Emmanuel Brugvin ne peut pas effacer le sourire de ses lèvres. La vie lui sourit. Même si tout le monde craque pour faire de l'an 2000 une année inoubliable, il va avoir déjà du mal à rayer de sa mémoire 1999. Dans les 6 derniers mois, il a eu le temps de monter sur le podium le plus élevé au championnat du Monde de canoë-kayak et de dire «oui» à sa fiancée.
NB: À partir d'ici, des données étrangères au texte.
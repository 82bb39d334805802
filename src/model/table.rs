//! Table descriptor.
//!
//! The descriptor is owned by the rendering layer and never mutated here;
//! controllers only derive projections from it.

use crate::model::{Actions, Direction, Refiners};
use serde::{Deserialize, Serialize};
use serde_json::Value;

/// Default record key when a descriptor omits one.
pub const DEFAULT_RECORD_KEY: &str = "id";

fn default_record_key() -> String {
    DEFAULT_RECORD_KEY.to_string()
}

/// A table as declared by the server.
#[derive(Debug, Clone, PartialEq, Serialize, Deserialize)]
pub struct Table {
    /// Field naming each row's identity.
    #[serde(rename = "recordKey", alias = "record_key", default = "default_record_key")]
    pub record_key: String,
    /// Declared columns, hidden ones included.
    #[serde(default)]
    pub cols: Vec<Column>,
    /// Current page of rows.
    #[serde(default)]
    pub rows: Vec<Value>,
    /// Pagination or cursor metadata, passed through as sent.
    #[serde(default)]
    pub meta: Value,
    /// Sorts and filters.
    #[serde(default)]
    pub refinements: Refiners,
    /// Row, bulk and page actions.
    #[serde(default)]
    pub actions: Actions,
    /// Per-page selector.
    #[serde(default)]
    pub paging_options: Option<PagingOptions>,
    /// Columns the user can toggle.
    #[serde(default)]
    pub preference_cols: Option<Vec<PreferenceCol>>,
}

impl Table {
    /// Whether any bulk action is declared.
    pub fn has_bulk_actions(&self) -> bool {
        !self.actions.bulk.is_empty()
    }
}

/// A declared column.
#[derive(Debug, Clone, PartialEq, Default, Serialize, Deserialize)]
pub struct Column {
    /// Field name.
    pub name: String,
    /// Display type tag.
    #[serde(rename = "type", default)]
    pub kind: Option<String>,
    /// Header label.
    #[serde(default)]
    pub label: String,
    /// Free-form provider metadata.
    #[serde(default)]
    pub metadata: Value,
    /// Placeholder for empty cells.
    #[serde(default)]
    pub fallback: Option<String>,
    /// Whether clicking the header sorts.
    #[serde(default)]
    pub has_sort: bool,
    /// Whether the column's sort is applied.
    #[serde(default)]
    pub active: bool,
    /// Current sort direction.
    #[serde(default)]
    pub direction: Option<Direction>,
    /// Direction on next header click; `None` clears the sort.
    #[serde(default)]
    pub next_direction: Option<Direction>,
    /// Sort name written to the sort key.
    #[serde(default)]
    pub sort_field: Option<String>,
    /// Excluded from the derived column list.
    #[serde(default)]
    pub hidden: bool,
    /// Responsive breakpoint.
    #[serde(default)]
    pub breakpoint: Option<String>,
    /// Visible to screen readers only.
    #[serde(default)]
    pub sr_only: bool,
    /// Toggleable by user preference.
    #[serde(default)]
    pub dynamic: bool,
    /// Current preference state of a dynamic column.
    #[serde(default)]
    pub dynamic_active: bool,
}

/// One per-page choice.
#[derive(Debug, Clone, PartialEq, Eq, Serialize, Deserialize)]
pub struct PagingOption {
    /// Page size.
    pub value: u32,
    /// Display label.
    pub label: u32,
    /// Whether this size is selected.
    #[serde(default)]
    pub active: bool,
}

/// Per-page selector configuration.
#[derive(Debug, Clone, PartialEq, Eq, Serialize, Deserialize)]
pub struct PagingOptions {
    /// Choices.
    #[serde(default)]
    pub options: Vec<PagingOption>,
    /// Query key holding the page size.
    pub term: String,
}

/// A column the user can show or hide.
#[derive(Debug, Clone, PartialEq, Eq, Serialize, Deserialize)]
pub struct PreferenceCol {
    /// Query key of the preference.
    pub name: String,
    /// Display label.
    #[serde(default)]
    pub label: String,
    /// Whether currently shown.
    #[serde(default)]
    pub active: bool,
}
Ce sportif de 29 ans vit un moment doux dans tous les domaines et il se trouve sûrement au meilleur moment de sa carrière. «J'ai réussi à mélanger l'esprit de créativité et l'intuition qui me caractérisaient au début avec la rigueur et la sagesse que m'a données l'expérience». D'après lui, c'est précisément ce tandem contradictoire et subtil qui lui a fait mériter la médaille d'or. Un triomphe qui lui avait été dérobé aux Jeux olympiques de 1992 qui, d'ailleurs, avaient eu lieu sur le même bassin : le Parc del Segre de la Seu d'Urgell, en Catalogne. «Ma carrière a été marquée par les touches» se plaint-il tout en se réjouissant de pouvoir construire cette phrase au passé. «Si je n'avais pas touché une porte, j'aurais déjà gagné le championnat du Monde en Grande Bretagne en 1995 et j'aurais eu aussi la troisième place aux Jeux olympiques d'Atlanta en 1996».
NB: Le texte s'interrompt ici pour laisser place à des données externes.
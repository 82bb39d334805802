//! Tests for configuration file loading.

use super::*;
use serial_test::serial;
use std::env;
use std::fs;

/// Removes an env var on creation and again on drop.
struct EnvGuard(&'static str);

impl EnvGuard {
    fn new(name: &'static str) -> Self {
        env::remove_var(name);
        Self(name)
    }
}

impl Drop for EnvGuard {
    fn drop(&mut self) {
        env::remove_var(self.0);
    }
}

fn write_temp(name: &str, contents: &str) -> PathBuf {
    let path = env::temp_dir().join(name);
    fs::write(&path, contents).expect("Failed to write test config");
    path
}

// ===== Paths =====

#[test]
fn default_config_path_contains_tablestate_config_toml() {
    let Some(path) = default_config_path() else {
        return;
    };
    let path_str = path.to_string_lossy();
    assert!(
        path_str.contains("tablestate") && path_str.ends_with("config.toml"),
        "Path should contain 'tablestate' and end with 'config.toml', got: {}",
        path_str
    );
}

#[test]
fn default_log_path_ends_with_tablestate_log() {
    let path = default_log_path();
    assert!(
        path.to_string_lossy().ends_with("tablestate.log"),
        "Default log path should end with 'tablestate.log', got: {:?}",
        path
    );
}

// ===== Loading =====

#[test]
fn load_config_file_returns_ok_none_for_missing_file() {
    let result = load_config_file("/nonexistent/path/to/config.toml");
    assert_eq!(
        result,
        Ok(None),
        "Missing config file should return Ok(None), not an error"
    );
}

#[test]
fn load_config_file_parses_valid_toml() {
    let config_path = write_temp(
        "tablestate_test_config.toml",
        r#"
log_file_path = "/tmp/tablestate-test.log"
log_filter = "tablestate=debug"

[query]
url = "https://app.test/users"
watch = false
only = ["users", "filters"]
preserve_scroll = false
page_key = "p"

[refinements]
sort_key = "s"
order_key = "o"
"#,
    );

    let config = load_config_file(&config_path)
        .expect("Should successfully parse valid TOML")
        .expect("Should return Some(ConfigFile) for existing file");

    let query = config.query.expect("query section");
    assert_eq!(query.url.as_deref(), Some("https://app.test/users"));
    assert_eq!(query.watch, Some(false));
    assert_eq!(
        query.only,
        Some(vec!["users".to_string(), "filters".to_string()])
    );
    assert_eq!(query.preserve_scroll, Some(false));
    assert_eq!(query.preserve_state, None);
    assert_eq!(query.page_key.as_deref(), Some("p"));

    let refinements = config.refinements.expect("refinements section");
    assert_eq!(refinements.sort_key.as_deref(), Some("s"));
    assert_eq!(refinements.order_key.as_deref(), Some("o"));
    assert_eq!(
        config.log_file_path,
        Some(PathBuf::from("/tmp/tablestate-test.log"))
    );
    assert_eq!(config.log_filter.as_deref(), Some("tablestate=debug"));

    fs::remove_file(config_path).ok();
}

#[test]
fn load_config_file_returns_error_for_invalid_toml() {
    let config_path = write_temp("tablestate_test_invalid.toml", "this is not valid TOML ][}{");

    match load_config_file(&config_path) {
        Err(ConfigError::ParseError { path, reason: _ }) => {
            assert_eq!(path, config_path);
        }
        other => panic!("Expected ParseError, got {:?}", other),
    }

    fs::remove_file(config_path).ok();
}

#[test]
fn config_file_rejects_unknown_fields() {
    let result: Result<ConfigFile, _> = toml::from_str(
        r#"
[query]
watch = true
debounce = 300
"#,
    );
    assert!(result.is_err(), "Unknown keys should be rejected");
}

// ===== Merging =====

#[test]
fn merge_config_uses_defaults_when_none() {
    assert_eq!(merge_config(None), ResolvedConfig::default());
}

#[test]
fn resolved_config_default_has_expected_values() {
    let config = ResolvedConfig::default();
    assert_eq!(config.url, None);
    assert!(config.watch);
    assert!(config.only.is_empty());
    assert!(config.preserve_scroll);
    assert!(config.preserve_state);
    assert_eq!(config.page_key, "page");
    assert_eq!(config.sort_key, "sort");
    assert_eq!(config.order_key, "order");
    assert_eq!(config.log_filter, DEFAULT_LOG_FILTER);
}

#[test]
fn merge_config_uses_defaults_for_missing_fields() {
    let file = ConfigFile {
        query: Some(QuerySection {
            watch: Some(false),
            ..QuerySection::default()
        }),
        ..ConfigFile::default()
    };

    let resolved = merge_config(Some(file));
    assert!(!resolved.watch);
    assert!(resolved.preserve_state);
    assert_eq!(resolved.sort_key, "sort");
    assert_eq!(resolved.log_file_path, default_log_path());
}

#[test]
fn resolved_config_builds_store_and_registry_options() {
    let resolved = ResolvedConfig {
        url: Some("https://app.test/posts".to_string()),
        watch: false,
        only: vec!["posts".to_string()],
        page_key: "p".to_string(),
        sort_key: "s".to_string(),
        ..ResolvedConfig::default()
    };

    let query = resolved.query_options();
    assert_eq!(query.url.as_deref(), Some("https://app.test/posts"));
    assert!(!query.watch);
    assert_eq!(query.only, vec!["posts".to_string()]);
    assert_eq!(query.page_key, "p");
    assert!(query.defaults.is_empty());

    let refinements = resolved.refinement_options();
    assert_eq!(refinements.keys.sort, "s");
    assert_eq!(refinements.keys.order, "order");
    assert!(!refinements.query.watch);
}

// ===== Environment =====

#[test]
#[serial(tablestate_base_url)]
fn apply_env_overrides_respects_base_url() {
    let _guard = EnvGuard::new(BASE_URL_ENV_VAR);
    env::set_var(BASE_URL_ENV_VAR, "https://env.test/users");

    let result = apply_env_overrides(ResolvedConfig::default());
    assert_eq!(result.url.as_deref(), Some("https://env.test/users"));
}

#[test]
#[serial(tablestate_log)]
fn apply_env_overrides_respects_log_filter() {
    let _guard = EnvGuard::new(LOG_FILTER_ENV_VAR);
    env::set_var(LOG_FILTER_ENV_VAR, "tablestate::query=trace");

    let result = apply_env_overrides(ResolvedConfig::default());
    assert_eq!(result.log_filter, "tablestate::query=trace");
}

#[test]
#[serial(tablestate_base_url, tablestate_log)]
fn apply_env_overrides_no_change_when_env_var_not_set() {
    let _guard = EnvGuard::new(BASE_URL_ENV_VAR);
    let _log_guard = EnvGuard::new(LOG_FILTER_ENV_VAR);

    let base = ResolvedConfig::default();
    assert_eq!(apply_env_overrides(base.clone()), base);
}

#[test]
#[serial(tablestate_config)]
fn load_config_with_precedence_prefers_explicit_path() {
    let _guard = EnvGuard::new(CONFIG_ENV_VAR);
    let explicit_path = write_temp(
        "tablestate_explicit.toml",
        "[query]\npage_key = \"explicit\"\n",
    );
    let env_path = write_temp("tablestate_env.toml", "[query]\npage_key = \"env\"\n");
    env::set_var(CONFIG_ENV_VAR, &env_path);

    let config = load_config_with_precedence(Some(explicit_path.clone()))
        .expect("valid config")
        .expect("config present");
    assert_eq!(
        config.query.and_then(|q| q.page_key).as_deref(),
        Some("explicit")
    );

    fs::remove_file(explicit_path).ok();
    fs::remove_file(env_path).ok();
}

#[test]
#[serial(tablestate_config)]
fn load_config_with_precedence_uses_env_var_when_no_explicit_path() {
    let _guard = EnvGuard::new(CONFIG_ENV_VAR);
    let env_path = write_temp("tablestate_env_only.toml", "[refinements]\nsort_key = \"by\"\n");
    env::set_var(CONFIG_ENV_VAR, &env_path);

    let config = load_config_with_precedence(None)
        .expect("valid config")
        .expect("config present");
    assert_eq!(
        config.refinements.and_then(|r| r.sort_key).as_deref(),
        Some("by")
    );

    fs::remove_file(env_path).ok();
}

#[test]
#[serial(tablestate_config, tablestate_base_url)]
fn load_applies_full_precedence_chain() {
    let _config_guard = EnvGuard::new(CONFIG_ENV_VAR);
    let _url_guard = EnvGuard::new(BASE_URL_ENV_VAR);
    let path = write_temp(
        "tablestate_chain.toml",
        "[query]\nurl = \"https://file.test/\"\nwatch = false\n",
    );
    env::set_var(BASE_URL_ENV_VAR, "https://env.test/");

    let resolved = load(Some(path.clone())).expect("valid config");
    assert_eq!(resolved.url.as_deref(), Some("https://env.test/"));
    assert!(!resolved.watch, "file values survive env overrides");

    fs::remove_file(path).ok();
}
Toutefois, c'est à la Seu d'Urgell qu'il a eu la plus grande déception et la plus grande joie. En 1992 il a fait le meilleur temps mais un juge lui a noté une touche que le vidéo ne confirmait pas. L'impuissance devant les faits a été très dure mais l'incident n'a pas pu le démoraliser.
Un bassin bouleversant
«J'avais l'impression qu'on m'avait volé mon titre et cela a été difficile à surmonter mais finalement, j'ai fini par accepter qu'il y a des injustices dans le sport et j'ai réussi à plus ou moins oublier le revers». Il n'est pas rancunier et il est retourné sur le bassin catalan avec un esprit positif. «J'arrive à la fin de ma carrière. J'avais déjà fait trois championnats du Monde sans médaille et je me suis dis : c'est maintenant ou jamais». Et finalement, donc, c'était maintenant. A part la satisfaction d'être le premier du monde, le succès dans la course lui a valu un billet direct aux Jeux olympiques de Sydney. Autre bénéfice pour la future compétition : le bassin artificiel de la Seu est assez similaire à celui d'Australie. «Je vais tout faire pour gagner», affirme-t-il sûr de lui-même avant d'avouer qu'il est en train de dessiner un canoë adapté spécialement à ce style de rivière. Même s'il préfere faire du sport dans des milieux naturels, il reconnaît un rôle à ces installations qui permettent d'approcher le sport dans les villes et d'attirer par conséquent beaucoup plus de gens. «En effet, dit-il, si tous les bassins étaient si bien équipés que ceux de la Seu et de Sidney, ce serait un grand plus pour l'activité». Par ailleurs, il considère que le canoë-kayak est encore vu comme un loisir de baba-cools. Ce sont ce type d'installations et les Jeux olympiques qui peuvent contribuer à rendre l'activité un peu plus professionnelle, de plus haut standing. Enfin, le champion soutient que le canoë-cayak est un sport très visuel et télégénique. Pourtant il est malheureusement très peu médiatisé.